The public expect the banks to be more diligent towards fraud. In the past paper cheques dominated payments and the banks inspected everyone, compared the signatures on file and had days to approve them. Now with instant payments the money moves in milliseconds and customer information needs to be verified in near real time. Fraud has gone from a few times a month to many times a second. 

The Fraud problem:

  • 40% of all UK crime is fraud and Authorised Push Payment (APP) scams now account for nearly half of this figure.

 

  • Scammers can take more than two years to arrive in court and conviction rates are falling.
    • In reality, the chances of getting caught are slim to none. Being digital, the scammer can be invisible to the end user. Technology can generate 10,000 scams in an hour and in one example, just 14 replies count as a success for the scammer.

 

  • The consumer group Which? reckons that 40% of actual scams are unreported as its often it’s too painful or shameful for people to admit to having been duped. People who have experienced mental health difficulties are three times more likely to have been online scam victims.

The reasons for dilution and delay aimed at the new regulations are:

The industry-funded Payments Association has urged the new UK Economic Secretary to the Treasury, Tulip Siddiq, to reduce the mandatory reimbursement for APP fraud from £415,000 to £30,000. Currently, the average cost of fraud for people is £3,200 and businesses £95,000. More than 98% of fraud can be covered by a cap of £85,000. This is the same amount as bank deposits are covered should a bank fail.

In addition, banks are requiring an extension of at least 12 months to prepare for the new regulations. This means at least a million people will experience a scam with half the scammed amount not reimbursed. 

The new mandated scheme replaces the voluntary reimbursement program which has shown massively different outcomes – TSB reimbursed over 90% to customers while Monzo, Dansk Bank and AIB fully refunded less than 10%. 

 

  • Under the proposed new rules customers will be reimbursed 100% (less £100 fee) within five days. It’s not clear what extra is required by bank to make this payment: it’s a refund. 
    • The Financial Ombudsman Service, which received 21,918 fraud and scam complaints, up by almost a fifth from 2021/22, will be pleased. 

 

    • The new ruling should dramatically reduce the number of complaints as nearly half are ruled in favour of customers.

 

    • Since 2015 banks have refunded 50% of reported scammed amounts to customers. Given the new rules, 2023 APP fraud totalled £460 million, banks would have to refund 100% to customers. This is a further £230 million per year extra for banks to credit back to their customers.

The second part of the new reimbursement rules is the Payee Bank reimburses the Payer bank 50% of the amount scammed in a reasonable timeframe, say, for example, 30 days from the time of the scam. These payments can be made bilaterally and fit into the current data sharing model. The need for a fraud hub that allows sharing of scammers information for all banks and law enforcement has been debated since 2015, but client confidentiality has ruled the day. However, it’s good to see just recently a group of banks thinking of coming together to offer such a hub.

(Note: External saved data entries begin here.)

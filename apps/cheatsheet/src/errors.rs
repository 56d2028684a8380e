use thiserror::Error;

use crate::boxes::ParseError;
use crate::layout::placement::CapacityError;
use crate::llm_client::LlmError;
use crate::render::RenderError;

/// Application-level error type.
/// Every pipeline stage error converts into it, so entry points can use `?` throughout.
#[derive(Debug, Error)]
pub enum AppError {
    #[error("Parse error: {0}")]
    Parse(#[from] ParseError),

    #[error("Capacity error: {0}")]
    Capacity(#[from] CapacityError),

    #[error("LLM error: {0}")]
    Llm(#[from] LlmError),

    #[error("Validation error: {0}")]
    Validation(String),

    #[error("Could not load lecture file {path}: {message}")]
    LectureLoad { path: String, message: String },

    #[error("I/O error: {0}")]
    Io(#[from] std::io::Error),

    #[error("Internal error: {0}")]
    Internal(#[from] anyhow::Error),
}

impl From<RenderError> for AppError {
    fn from(err: RenderError) -> Self {
        match err {
            RenderError::Capacity(e) => AppError::Capacity(e),
            RenderError::InvalidConfig(msg) => AppError::Validation(msg),
        }
    }
}

impl AppError {
    /// Stable machine-readable code, logged alongside the message.
    pub fn code(&self) -> &'static str {
        match self {
            AppError::Parse(_) => "PARSE_ERROR",
            AppError::Capacity(_) => "CAPACITY_ERROR",
            AppError::Llm(_) => "LLM_ERROR",
            AppError::Validation(_) => "VALIDATION_ERROR",
            AppError::LectureLoad { .. } => "LECTURE_LOAD_ERROR",
            AppError::Io(_) => "IO_ERROR",
            AppError::Internal(_) => "INTERNAL_ERROR",
        }
    }
}
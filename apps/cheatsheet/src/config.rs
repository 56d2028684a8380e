use std::time::Duration;

use anyhow::{Context, Result};

use crate::layout::page::{default_page_config, PageConfig, DEFAULT_MAX_PAGES};

pub const DEFAULT_MODEL: &str = "claude-sonnet-4-20250514";
pub const DEFAULT_MAX_TOKENS: u32 = 8000;
pub const DEFAULT_TIMEOUT_SECS: u64 = 120;

/// Application configuration loaded from environment variables.
/// The API key is optional here; only commands that call the model require it.
#[derive(Debug, Clone)]
pub struct Config {
    pub anthropic_api_key: Option<String>,
    pub model: String,
    pub llm_max_tokens: u32,
    pub llm_timeout_secs: u64,
    pub max_pages: u32,
    pub rust_log: String,
}

impl Config {
    pub fn from_env() -> Result<Self> {
        dotenvy::dotenv().ok(); // load .env if present; ignore if missing
        Self::from_lookup(|key| std::env::var(key).ok())
    }

    /// Builds the config from any key/value source.
    pub fn from_lookup(lookup: impl Fn(&str) -> Option<String>) -> Result<Self> {
        let max_pages = parse_or(&lookup, "MAX_PAGES", DEFAULT_MAX_PAGES)?;
        if max_pages == 0 {
            anyhow::bail!("MAX_PAGES must be at least 1");
        }

        Ok(Config {
            anthropic_api_key: lookup("ANTHROPIC_API_KEY").filter(|k| !k.trim().is_empty()),
            model: lookup("CHEATSHEET_MODEL").unwrap_or_else(|| DEFAULT_MODEL.to_string()),
            llm_max_tokens: parse_or(&lookup, "LLM_MAX_TOKENS", DEFAULT_MAX_TOKENS)?,
            llm_timeout_secs: parse_or(&lookup, "LLM_TIMEOUT_SECS", DEFAULT_TIMEOUT_SECS)?,
            max_pages,
            rust_log: lookup("RUST_LOG").unwrap_or_else(|| "info".to_string()),
        })
    }

    pub fn require_api_key(&self) -> Result<&str> {
        self.anthropic_api_key
            .as_deref()
            .context("Required environment variable 'ANTHROPIC_API_KEY' is not set")
    }

    pub fn llm_timeout(&self) -> Duration {
        Duration::from_secs(self.llm_timeout_secs)
    }

    pub fn page_config(&self) -> PageConfig {
        default_page_config().with_max_pages(self.max_pages)
    }
}

fn parse_or<T>(lookup: &impl Fn(&str) -> Option<String>, key: &str, default: T) -> Result<T>
where
    T: std::str::FromStr,
    T::Err: std::error::Error + Send + Sync + 'static,
{
    match lookup(key) {
        Some(raw) => raw
            .trim()
            .parse::<T>()
            .with_context(|| format!("{key} must be a valid number, got '{raw}'")),
        None => Ok(default),
    }
}

#[cfg(test)]
mod tests {
    use super::*;
    use std::collections::HashMap;

    fn config_from(pairs: &[(&str, &str)]) -> Result<Config> {
        let vars: HashMap<String, String> = pairs
            .iter()
            .map(|(k, v)| (k.to_string(), v.to_string()))
            .collect();
        Config::from_lookup(|key| vars.get(key).cloned())
    }

    #[test]
    fn test_defaults_when_nothing_is_set() {
        let config = config_from(&[]).unwrap();
        assert!(config.anthropic_api_key.is_none());
        assert_eq!(config.model, DEFAULT_MODEL);
        assert_eq!(config.llm_max_tokens, 8000);
        assert_eq!(config.llm_timeout(), Duration::from_secs(120));
        assert_eq!(config.max_pages, 2);
        assert_eq!(config.rust_log, "info");
        assert!(config.require_api_key().is_err());
    }

    #[test]
    fn test_values_are_read_from_environment() {
        let config = config_from(&[
            ("ANTHROPIC_API_KEY", "sk-test"),
            ("CHEATSHEET_MODEL", "claude-x"),
            ("LLM_MAX_TOKENS", "4000"),
            ("MAX_PAGES", " 3 "),
        ])
        .unwrap();
        assert_eq!(config.require_api_key().unwrap(), "sk-test");
        assert_eq!(config.model, "claude-x");
        assert_eq!(config.llm_max_tokens, 4000);
        assert_eq!(config.page_config().max_pages, 3);
    }

    #[test]
    fn test_invalid_numbers_are_rejected() {
        let err = config_from(&[("LLM_TIMEOUT_SECS", "soon")]).unwrap_err();
        assert!(err.to_string().contains("LLM_TIMEOUT_SECS"));
        assert!(config_from(&[("MAX_PAGES", "0")]).is_err());
    }

    #[test]
    fn test_blank_api_key_counts_as_missing() {
        let config = config_from(&[("ANTHROPIC_API_KEY", "  ")]).unwrap();
        assert!(config.anthropic_api_key.is_none());
    }
}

Digital Age = real time: banks to be near real time for data and payment

New regulations are coming in the form of an EU mandate, starting in October, to grow Instant Payments. The major policy difference is the EU makes the customer responsible for the liable of scammed and mis-directed payments. The EU sees the future as instant payments as do a further 80 countries.

The UK was among the first to implement faster payments, as a regulatory requirement, to speed up payments in 2008. FCA wants to protect vulnerable people and reimbursing those scammed is a call to action. The growth in scammers using multiple bank account mule networks is a clear indication that banks to get near real time payments and data to tackle fraud. 

The banking industry has a history of delaying new regulations. Often by extending the deadlines of agreed to regulations. This harms entrepreneurs who see opportunities within the agreed, Parliament and UK time frame and start investing.  Only to find dates are slipped, action deferred, and the resources used to solve the issues lost.